Problem: A circle $\Gamma$ with center $O$ and an interior point $P$ are given. For three points $(A, B, C)$ on the circle $\Gamma$, angles between three lines $(PA, PB, PC)$ are all $2\pi/3$. Prove that $PA + PB + PC$ is minimum when one of the three lines $(PA, PB, PC)$ is perpendicular to $OP$.
$\\$
[My Approach]
Denote the radius of $\Gamma$ as $R$, and let $\angle APO=\theta$, $OP=d$.
Using the cosine law, $f(\theta):=AP=d\cos\theta + \sqrt{R^2-d^2\sin^2\theta}$.
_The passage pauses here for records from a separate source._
//! Declaration intake.
//!
//! Turns one module's raw tree into typed, unlinked declarations. Short
//! forms are normalized here so later stages only see one shape:
//!
//! - link on a concept: `name: T` ≡ `name: [T]` ≡ `name: {T: {}}`
//! - link property use: `p: atom` ≡ `p: {atom: {}}`
//! - computable: `c: "expr"` ≡ `c: {expression: "expr"}`
//! - `extends: X` ≡ `extends: [X]`, `default: v` ≡ `default: [v]`
//!
//! Intake never resolves names or types.

mod decl;
mod fields;

pub use decl::{
    RawAtom, RawComputable, RawConcept, RawIndex, RawLink, RawLinkProperty, RawLinkUse, RawModule,
    RawPropertyUse,
};

use schemalink_foundation::{Error, Provenance, RawMap, RawValue, Result, ResultExt, SourceMap};
use schemalink_schema::{AtomAttrs, ConceptAttrs, LinkAttrs, PropertyAttrs};

use crate::config::LoaderConfig;
use crate::context::ImportContext;
use fields::Fields;

const MODULE_KEYS: &[&str] = &["atoms", "link-properties", "links", "concepts"];

const ATOM_KEYS: &[&str] = &[
    "extends",
    "default",
    "title",
    "description",
    "abstract",
    "final",
    "attributes",
    "constraints",
];

const LINK_PROPERTY_KEYS: &[&str] = &["extends", "title", "description", "readonly"];

const LINK_KEYS: &[&str] = &[
    "extends",
    "title",
    "description",
    "abstract",
    "final",
    "readonly",
    "mapping",
    "required",
    "default",
    "properties",
    "computables",
    "indexes",
    "constraints",
    "abstract-constraints",
    "search",
];

const CONCEPT_KEYS: &[&str] = &[
    "extends",
    "title",
    "description",
    "abstract",
    "final",
    "links",
    "computables",
    "indexes",
];

const LINK_USE_KEYS: &[&str] = &[
    "mapping",
    "required",
    "title",
    "description",
    "readonly",
    "default",
    "properties",
    "search",
    "constraints",
    "abstract-constraints",
];

const PROPERTY_USE_KEYS: &[&str] = &[
    "title",
    "description",
    "readonly",
    "default",
    "constraints",
    "abstract-constraints",
];

const COMPUTABLE_KEYS: &[&str] = &["expression", "title", "description"];

/// Reads one module tree.
///
/// # Errors
///
/// Returns `InvalidDeclaration` for malformed declarations and
/// `InvalidConstraint` for malformed constraints, attributed to the
/// offending declaration.
pub fn read_module(tree: &RawValue, ctx: &ImportContext, config: &LoaderConfig) -> Result<RawModule> {
    let reader = Reader {
        module: &ctx.module,
        document: ctx.document.as_ref(),
        sources: &ctx.source_map,
        strict: config.strict_keys,
    };
    reader.module(tree)
}

struct Reader<'a> {
    module: &'a str,
    document: Option<&'a String>,
    sources: &'a SourceMap,
    strict: bool,
}

impl Reader<'_> {
    fn root(&self, section: &str) -> Provenance {
        Provenance::new(self.module, section)
            .with_document(self.document.cloned())
            .with_position(self.sources.position(section))
    }

    fn module(&self, tree: &RawValue) -> Result<RawModule> {
        let module_prov = Provenance::new(self.module, "")
            .with_document(self.document.cloned());
        let fields = Fields::new(tree, MODULE_KEYS, self.strict)
            .in_declaration(|| format!("module {}", self.module), &module_prov)?;

        let mut out = RawModule::default();
        let section = |key: &'static str| -> Result<Vec<(String, RawValue, Provenance)>> {
            let root = self.root(key);
            let entries = fields
                .map(key)
                .in_declaration(|| format!("module {}", self.module), &root)?;
            let mut out = Vec::new();
            for (name, body) in entries.into_iter().flat_map(|map| map.iter()) {
                let prov = root.child(name, self.sources);
                if name.is_empty() || name.contains('.') {
                    return Err(Error::invalid_declaration(format!(
                        "`{name}` is not a valid local name"
                    )))
                    .in_declaration(|| format!("module {}", self.module), &prov);
                }
                out.push((name.clone(), body.clone(), prov));
            }
            Ok(out)
        };

        for (name, body, prov) in section("atoms")? {
            out.atoms.push(
                self.atom(&name, &body, &prov)
                    .in_declaration(|| format!("atom {}.{name}", self.module), &prov)?,
            );
        }
        for (name, body, prov) in section("link-properties")? {
            out.link_properties.push(
                self.link_property(&name, &body, &prov)
                    .in_declaration(|| format!("link property {}.{name}", self.module), &prov)?,
            );
        }
        for (name, body, prov) in section("links")? {
            out.links.push(
                self.link(&name, &body, &prov)
                    .in_declaration(|| format!("link {}.{name}", self.module), &prov)?,
            );
        }
        for (name, body, prov) in section("concepts")? {
            out.concepts.push(
                self.concept(&name, &body, &prov)
                    .in_declaration(|| format!("concept {}.{name}", self.module), &prov)?,
            );
        }
        Ok(out)
    }

    fn atom(&self, name: &str, body: &RawValue, prov: &Provenance) -> Result<RawAtom> {
        let f = Fields::new(body, ATOM_KEYS, self.strict)?;
        let mut extends = f.names("extends")?;
        if extends.len() > 1 {
            return Err(Error::invalid_declaration(
                "an atom extends at most one base",
            ));
        }
        let attrs = AtomAttrs {
            default: f.defaults("default"),
            title: f.str("title")?,
            description: f.str("description")?,
            is_abstract: f.bool("abstract")?,
            is_final: f.bool("final")?,
            attributes: f.map("attributes")?.cloned(),
        };
        Ok(RawAtom {
            name: name.to_string(),
            extends: extends.pop(),
            attrs,
            constraints: f.constraints("constraints")?,
            provenance: prov.clone(),
        })
    }

    fn link_property(&self, name: &str, body: &RawValue, prov: &Provenance) -> Result<RawLinkProperty> {
        let f = Fields::new(body, LINK_PROPERTY_KEYS, self.strict)?;
        Ok(RawLinkProperty {
            name: name.to_string(),
            extends: f.names("extends")?,
            attrs: PropertyAttrs {
                title: f.str("title")?,
                description: f.str("description")?,
                readonly: f.bool("readonly")?,
                default: None,
            },
            provenance: prov.clone(),
        })
    }

    fn link_attrs(f: &Fields<'_>) -> Result<LinkAttrs> {
        Ok(LinkAttrs {
            mapping: f.mapping("mapping")?,
            required: f.bool("required")?,
            readonly: f.bool("readonly")?,
            title: f.str("title")?,
            description: f.str("description")?,
            default: f.defaults("default"),
            search: f.search("search")?,
            is_abstract: None,
            is_final: None,
        })
    }

    fn link(&self, name: &str, body: &RawValue, prov: &Provenance) -> Result<RawLink> {
        let f = Fields::new(body, LINK_KEYS, self.strict)?;
        let mut attrs = Self::link_attrs(&f)?;
        attrs.is_abstract = f.bool("abstract")?;
        attrs.is_final = f.bool("final")?;
        Ok(RawLink {
            name: name.to_string(),
            extends: f.names("extends")?,
            attrs,
            properties: self.properties(f.map("properties")?, prov)?,
            computables: self.computables(f.map("computables")?, prov)?,
            indexes: self.indexes(&f, prov)?,
            constraints: f.constraints("constraints")?,
            abstract_constraints: f.constraints("abstract-constraints")?,
            provenance: prov.clone(),
        })
    }

    fn concept(&self, name: &str, body: &RawValue, prov: &Provenance) -> Result<RawConcept> {
        let f = Fields::new(body, CONCEPT_KEYS, self.strict)?;
        let attrs = ConceptAttrs {
            title: f.str("title")?,
            description: f.str("description")?,
            is_abstract: f.bool("abstract")?,
            is_final: f.bool("final")?,
        };

        let mut links = Vec::new();
        if let Some(map) = f.map("links")? {
            let links_prov = prov.child("links", self.sources);
            for (link_name, value) in map {
                let link_prov = links_prov.child(link_name, self.sources);
                let targets = self
                    .targets(value, &link_prov)
                    .in_declaration(|| format!("link {link_name}"), &link_prov)?;
                for (target, info, target_prov) in targets {
                    links.push(
                        self.link_use(link_name, target, info, &target_prov)
                            .in_declaration(|| format!("link {link_name}"), &target_prov)?,
                    );
                }
            }
        }

        Ok(RawConcept {
            name: name.to_string(),
            extends: f.names("extends")?,
            attrs,
            links,
            computables: self.computables(f.map("computables")?, prov)?,
            indexes: self.indexes(&f, prov)?,
            provenance: prov.clone(),
        })
    }

    /// Expands the target forms of a concept link: a name, a list of names,
    /// or a mapping from target to attributes.
    fn targets<'v>(
        &self,
        value: &'v RawValue,
        prov: &Provenance,
    ) -> Result<Vec<(String, &'v RawValue, Provenance)>> {
        const EMPTY: &RawValue = &RawValue::Null;
        let target = |t: &RawValue| -> Result<String> {
            t.as_str().map(str::to_string).ok_or_else(|| {
                Error::invalid_declaration(format!(
                    "link target must be a name, got {}",
                    t.type_name()
                ))
            })
        };
        let out = match value {
            RawValue::Str(t) => vec![(t.clone(), EMPTY, prov.clone())],
            RawValue::List(items) => items
                .iter()
                .map(|t| {
                    let t = target(t)?;
                    let p = prov.child(&t, self.sources);
                    Ok((t, EMPTY, p))
                })
                .collect::<Result<_>>()?,
            RawValue::Map(map) if !map.is_empty() => map
                .iter()
                .map(|(t, info)| (t.clone(), info, prov.child(t, self.sources)))
                .collect(),
            other => {
                return Err(Error::invalid_declaration(format!(
                    "link needs a target, got {}",
                    other.type_name()
                )));
            }
        };
        Ok(out)
    }

    fn link_use(&self, name: &str, target: String, info: &RawValue, prov: &Provenance) -> Result<RawLinkUse> {
        let f = Fields::new(info, LINK_USE_KEYS, self.strict)?;
        Ok(RawLinkUse {
            name: name.to_string(),
            target,
            attrs: Self::link_attrs(&f)?,
            properties: self.properties(f.map("properties")?, prov)?,
            constraints: f.constraints("constraints")?,
            abstract_constraints: f.constraints("abstract-constraints")?,
            provenance: prov.clone(),
        })
    }

    fn properties(&self, map: Option<&RawMap>, prov: &Provenance) -> Result<Vec<RawPropertyUse>> {
        let Some(map) = map else {
            return Ok(Vec::new());
        };
        let props_prov = prov.child("properties", self.sources);
        let mut out = Vec::new();
        for (name, value) in map {
            let p = props_prov.child(name, self.sources);
            let prop = self
                .property_use(name, value, &p)
                .in_declaration(|| format!("property {name}"), &p)?;
            out.push(prop);
        }
        Ok(out)
    }

    fn property_use(&self, name: &str, value: &RawValue, prov: &Provenance) -> Result<RawPropertyUse> {
        let (target, info) = match value {
            RawValue::Str(t) => (t.clone(), &RawValue::Null),
            RawValue::Map(map) if map.len() == 1 => {
                let Some((t, info)) = map.first() else {
                    return Err(Error::internal("single-entry map has no entry"));
                };
                (t.clone(), info)
            }
            other => {
                return Err(Error::invalid_declaration(format!(
                    "property needs exactly one target atom, got {other}"
                )));
            }
        };
        let f = Fields::new(info, PROPERTY_USE_KEYS, self.strict)?;
        Ok(RawPropertyUse {
            name: name.to_string(),
            target,
            attrs: PropertyAttrs {
                title: f.str("title")?,
                description: f.str("description")?,
                readonly: f.bool("readonly")?,
                default: f.defaults("default"),
            },
            constraints: f.constraints("constraints")?,
            abstract_constraints: f.constraints("abstract-constraints")?,
            provenance: prov.clone(),
        })
    }

    fn computables(&self, map: Option<&RawMap>, prov: &Provenance) -> Result<Vec<RawComputable>> {
        let Some(map) = map else {
            return Ok(Vec::new());
        };
        let comps_prov = prov.child("computables", self.sources);
        let mut out = Vec::new();
        for (name, value) in map {
            let p = comps_prov.child(name, self.sources);
            let computable = match value {
                RawValue::Str(expr) => RawComputable {
                    name: name.clone(),
                    expression: expr.clone(),
                    title: None,
                    description: None,
                    provenance: p,
                },
                other => {
                    let f = Fields::new(other, COMPUTABLE_KEYS, self.strict)
                        .in_declaration(|| format!("computable {name}"), &p)?;
                    let expression = f
                        .str("expression")
                        .and_then(|e| {
                            e.ok_or_else(|| Error::invalid_declaration("computable needs an expression"))
                        })
                        .in_declaration(|| format!("computable {name}"), &p)?;
                    RawComputable {
                        name: name.clone(),
                        expression,
                        title: f.str("title")?,
                        description: f.str("description")?,
                        provenance: p,
                    }
                }
            };
            out.push(computable);
        }
        Ok(out)
    }

    fn indexes(&self, f: &Fields<'_>, prov: &Provenance) -> Result<Vec<RawIndex>> {
        let p = prov.child("indexes", self.sources);
        Ok(f.expressions("indexes")?
            .into_iter()
            .map(|expr| RawIndex {
                expr,
                provenance: p.clone(),
            })
            .collect())
    }
}

// =============================================================================
// Tests
// =============================================================================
Then $PA + PB + PC$ becomes $g(\theta)=f(\theta)+f(\theta+2\pi/3)+f(\theta+4\pi/3)\\ =\sqrt{R^2-d^2\sin^2\theta}+\sqrt{R^2-d^2\sin^2(\theta+2\pi/3)}+\sqrt{R^2-d^2\sin^2(\theta+4\pi/3)}$.
It is not complicated to show that $g(\theta)$ has extremum at $\theta=\pi/2$ ($0<\theta<2\pi/3)$, but how can we prove that it is the minimum point?
- Since $P$ is a Fermat point of $\triangle ABC$, I've tried to apply the properties of Fermat point, but I couldn't get any conclusion from this approach.